Stored items >>
-=-=-=-=-
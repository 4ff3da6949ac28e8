//! # Prayer Session
//!
//! [`PrayerSession`] is the stateful consumer of the location and schedule
//! providers. It owns what the presentation layer shows and keeps it current:
//!
//! - **Mount**: load the method preference, then resolve location → fetch
//!   table → derive next prayer, with the loading flag raised
//! - **Tick** (every 60 s): recompute the next prayer from the held table, no I/O
//! - **App resume**: the full sequence again, silently (data stays on screen)
//! - **Location watch**: a silent refetch only when the user moved more than
//!   1 km from where the held table was computed
//! - **Method change**: persist the preference, then a full visible refresh
//!
//! ## Overlapping Refreshes
//! Refresh triggers are not coalesced. A refresh already in flight is never
//! cancelled; every one that completes writes its result, so the last to
//! finish wins. State lives behind a mutex that is never held across an
//! `.await`.
//!
//! ## Lifecycle
//! [`PrayerSession::start`] spawns the ticker, the app-event listener and the
//! location watch. [`PrayerSession::teardown`] releases each of them on its
//! own; failing to release one does not keep the others alive. Spawned tasks
//! hold only weak references, so dropping every session handle also ends them.

use crate::bearing;
use crate::config::Config;
use crate::location::{GeoPositionProvider, WatchOptions};
use crate::next_prayer::next_prayer_at;
use crate::prayer_times::{TimeTableProvider, TimingAdjustments};
use crate::storage::{self, Store, METHOD_KEY};
use crate::{Coordinate, NextPrayerInfo, PrayerTable, ResolvedLocation, Result};
use chrono::{Local, NaiveDateTime};
use serde::Serialize;
use std::sync::{Arc, Mutex, MutexGuard, PoisonError, Weak};
use tokio::sync::mpsc;
use tokio::task::JoinHandle;
use tracing::{debug, info, warn};

/// Host application lifecycle notifications.
#[derive(Clone, Copy, Debug, PartialEq, Eq)]
pub enum AppEvent {
    Foreground,
    Background,
}

#[derive(Clone, Copy, Debug, PartialEq, Eq, Serialize)]
pub enum Phase {
    Idle,
    Loading,
    Ready,
    Error,
}

/// Everything the presentation layer reads.
#[derive(Clone, Debug, Serialize)]
pub struct SessionView {
    pub phase: Phase,
    pub prayer_times: Option<PrayerTable>,
    pub loading: bool,
    /// A silent refresh is in flight
    pub refreshing: bool,
    pub error: Option<String>,
    pub next_prayer: Option<NextPrayerInfo>,
    pub location: Option<ResolvedLocation>,
    pub calculation_method: u8,
}

#[derive(Clone, Debug)]
pub struct SessionSettings {
    pub tick: std::time::Duration,
    pub refetch_threshold_km: f64,
    pub watch: WatchOptions,
    pub adjustments: Option<TimingAdjustments>,
    pub default_method: u8,
}

impl Default for SessionSettings {
    fn default() -> Self {
        Self {
            tick: std::time::Duration::from_secs(60),
            refetch_threshold_km: 1.0,
            watch: WatchOptions::default(),
            adjustments: None,
            default_method: crate::methods::DEFAULT_METHOD,
        }
    }
}

impl SessionSettings {
    /// A zero `tick_secs` falls back to the default tick.
    pub fn from_config(config: &Config) -> Self {
        let tick = match config.session.tick_secs {
            0 => {
                let tick = Self::default().tick;
                warn!("session.tick_secs must be positive, using {}s", tick.as_secs());
                tick
            }
            secs => std::time::Duration::from_secs(secs),
        };
        Self {
            tick,
            refetch_threshold_km: config.location.refetch_threshold_km,
            watch: WatchOptions {
                distance_interval_meters: config.location.watch_distance_meters,
                time_interval: std::time::Duration::from_secs(config.location.watch_interval_secs),
            },
            adjustments: config.schedule.adjustments,
            default_method: config.schedule.default_method,
        }
    }
}

/// Whether a move to `new` warrants refetching a table computed at `reference`.
pub fn should_refetch(reference: Option<Coordinate>, new: Coordinate, threshold_km: f64) -> bool {
    match reference {
        Some(reference) => bearing::distance_km(reference, new) > threshold_km,
        None => true,
    }
}

struct SessionState {
    phase: Phase,
    loading: usize,
    refreshing: usize,
    prayer_times: Option<PrayerTable>,
    next_prayer: Option<NextPrayerInfo>,
    location: Option<ResolvedLocation>,
    error: Option<String>,
    method: u8,
}

#[derive(Default)]
struct SessionTasks {
    ticker: Option<JoinHandle<()>>,
    app_events: Option<JoinHandle<()>>,
}

struct SessionInner {
    location: GeoPositionProvider,
    schedule: TimeTableProvider,
    store: Arc<dyn Store>,
    settings: SessionSettings,
    state: Mutex<SessionState>,
    tasks: Mutex<SessionTasks>,
}

fn lock<T>(mutex: &Mutex<T>) -> MutexGuard<'_, T> {
    mutex.lock().unwrap_or_else(PoisonError::into_inner)
}

/// Handle to one running prayer session. Clones share state.
#[derive(Clone)]
pub struct PrayerSession {
    inner: Arc<SessionInner>,
}

impl PrayerSession {
    pub fn new(
        location: GeoPositionProvider,
        schedule: TimeTableProvider,
        store: Arc<dyn Store>,
        settings: SessionSettings,
    ) -> Self {
        let method = settings.default_method;
        Self {
            inner: Arc::new(SessionInner {
                location,
                schedule,
                store,
                settings,
                state: Mutex::new(SessionState {
                    phase: Phase::Idle,
                    loading: 0,
                    refreshing: 0,
                    prayer_times: None,
                    next_prayer: None,
                    location: None,
                    error: None,
                    method,
                }),
                tasks: Mutex::new(SessionTasks::default()),
            }),
        }
    }

    fn from_weak(weak: &Weak<SessionInner>) -> Option<Self> {
        weak.upgrade().map(|inner| Self { inner })
    }

    pub fn view(&self) -> SessionView {
        let state = lock(&self.inner.state);
        SessionView {
            phase: state.phase,
            prayer_times: state.prayer_times.clone(),
            loading: state.loading > 0,
            refreshing: state.refreshing > 0,
            error: state.error.clone(),
            next_prayer: state.next_prayer.clone(),
            location: state.location.clone(),
            calculation_method: state.method,
        }
    }

    /// Load the stored method preference, then run a visible refresh.
    pub async fn mount(&self) {
        let store = self.inner.store.as_ref();
        let method = match store.get(METHOD_KEY) {
            Ok(Some(_)) => storage::load_calculation_method(store),
            _ => self.inner.settings.default_method,
        };
        lock(&self.inner.state).method = method;
        self.load(false, None).await;
    }

    /// User-triggered refresh; raises the loading flag.
    pub async fn refresh(&self) {
        self.load(false, None).await;
    }

    pub async fn on_app_resume(&self) {
        debug!("App resumed, refreshing silently");
        self.load(true, None).await;
    }

    /// React to a watched position. Returns whether a refetch ran.
    pub async fn on_location_update(&self, location: ResolvedLocation) -> bool {
        let reference = {
            let state = lock(&self.inner.state);
            state
                .prayer_times
                .as_ref()
                .and_then(|t| t.meta)
                .or_else(|| state.location.as_ref().map(ResolvedLocation::coordinate))
        };

        if !should_refetch(
            reference,
            location.coordinate(),
            self.inner.settings.refetch_threshold_km,
        ) {
            debug!("Ignoring small move to {}", location.coordinate());
            return false;
        }

        info!("Moved to {}, refetching prayer table", location.coordinate());
        self.load(true, Some(location)).await;
        true
    }

    /// Persist a new method and refresh visibly.
    pub async fn set_calculation_method(&self, id: u8) -> Result<()> {
        storage::save_calculation_method(self.inner.store.as_ref(), id)?;
        lock(&self.inner.state).method = id;
        self.load(false, None).await;
        Ok(())
    }

    /// Recompute the next prayer from the held table.
    pub fn tick(&self) {
        self.tick_at(Local::now().naive_local());
    }

    pub fn tick_at(&self, now: NaiveDateTime) {
        let mut state = lock(&self.inner.state);
        let next = state
            .prayer_times
            .as_ref()
            .and_then(|t| next_prayer_at(&t.timings, now));
        state.next_prayer = next;
    }

    /// `location` skips resolution and fetches for that position directly.
    async fn load(&self, silent: bool, location: Option<ResolvedLocation>) {
        let method = {
            let mut state = lock(&self.inner.state);
            if silent {
                state.refreshing += 1;
            } else {
                state.loading += 1;
                state.phase = Phase::Loading;
                state.error = None;
            }
            state.method
        };

        let outcome = self.fetch(method, location).await;

        let mut state = lock(&self.inner.state);
        if silent {
            state.refreshing = state.refreshing.saturating_sub(1);
        } else {
            state.loading = state.loading.saturating_sub(1);
        }
        // a visible load still in flight keeps the phase at Loading
        let settled = state.loading == 0;
        match outcome {
            Ok((location, table)) => {
                state.next_prayer = next_prayer_at(&table.timings, Local::now().naive_local());
                state.location = Some(location);
                state.prayer_times = Some(table);
                state.error = None;
                if settled {
                    state.phase = Phase::Ready;
                }
            }
            Err(e) => {
                warn!("Prayer refresh failed: {}", e);
                state.error = Some(e.to_string());
                if settled {
                    state.phase = Phase::Error;
                }
            }
        }
    }

    async fn fetch(
        &self,
        method: u8,
        location: Option<ResolvedLocation>,
    ) -> Result<(ResolvedLocation, PrayerTable)> {
        let location = match location {
            Some(location) => location,
            None => self.inner.location.get_current_location().await?,
        };
        let table = self
            .inner
            .schedule
            .get_prayer_times_by_coordinates(
                location.latitude,
                location.longitude,
                method,
                self.inner.settings.adjustments.as_ref(),
            )
            .await?;
        Ok((location, table))
    }

    /// Spawn the ticker and app-event listener and begin watching location.
    ///
    /// A watch that cannot start is logged; the session keeps ticking.
    pub async fn start(&self, mut app_events: mpsc::Receiver<AppEvent>) {
        let tick = self.inner.settings.tick;
        let weak = Arc::downgrade(&self.inner);
        let ticker = tokio::spawn(async move {
            let mut interval = tokio::time::interval(tick);
            // the first tick completes immediately
            interval.tick().await;
            loop {
                interval.tick().await;
                match PrayerSession::from_weak(&weak) {
                    Some(session) => session.tick(),
                    None => break,
                }
            }
        });

        let weak = Arc::downgrade(&self.inner);
        let listener = tokio::spawn(async move {
            while let Some(event) = app_events.recv().await {
                if event != AppEvent::Foreground {
                    continue;
                }
                match PrayerSession::from_weak(&weak) {
                    Some(session) => session.on_app_resume().await,
                    None => break,
                }
            }
        });

        let previous = {
            let mut tasks = lock(&self.inner.tasks);
            (
                tasks.ticker.replace(ticker),
                tasks.app_events.replace(listener),
            )
        };
        if let Some(old) = previous.0 {
            old.abort();
        }
        if let Some(old) = previous.1 {
            old.abort();
        }

        let weak = Arc::downgrade(&self.inner);
        let watch = self
            .inner
            .location
            .watch_location(self.inner.settings.watch, move |location| {
                if let Some(session) = PrayerSession::from_weak(&weak) {
                    tokio::spawn(async move {
                        session.on_location_update(location).await;
                    });
                }
            })
            .await;
        if let Err(e) = watch {
            warn!("Location watch unavailable: {}", e);
        }
    }

    /// Whether the ticker or app-event listener is still running.
    pub fn is_started(&self) -> bool {
        let tasks = lock(&self.inner.tasks);
        let running = |h: &Option<JoinHandle<()>>| h.as_ref().is_some_and(|h| !h.is_finished());
        running(&tasks.ticker) || running(&tasks.app_events)
    }

    /// Stop the ticker, the app-event listener and the location watch.
    pub fn teardown(&self) {
        let (ticker, listener) = {
            let mut tasks = lock(&self.inner.tasks);
            (tasks.ticker.take(), tasks.app_events.take())
        };

        if let Some(ticker) = ticker {
            ticker.abort();
            debug!("Stopped next-prayer ticker");
        }
        if let Some(listener) = listener {
            listener.abort();
            debug!("Stopped app-event listener");
        }
        self.inner.location.stop_watching_location();
    }
}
-=-=-=-=-
TASK TO COMPLETE >>
Your answer should be one number: how many lines above include the word "never".

FINISHED TASK >>
2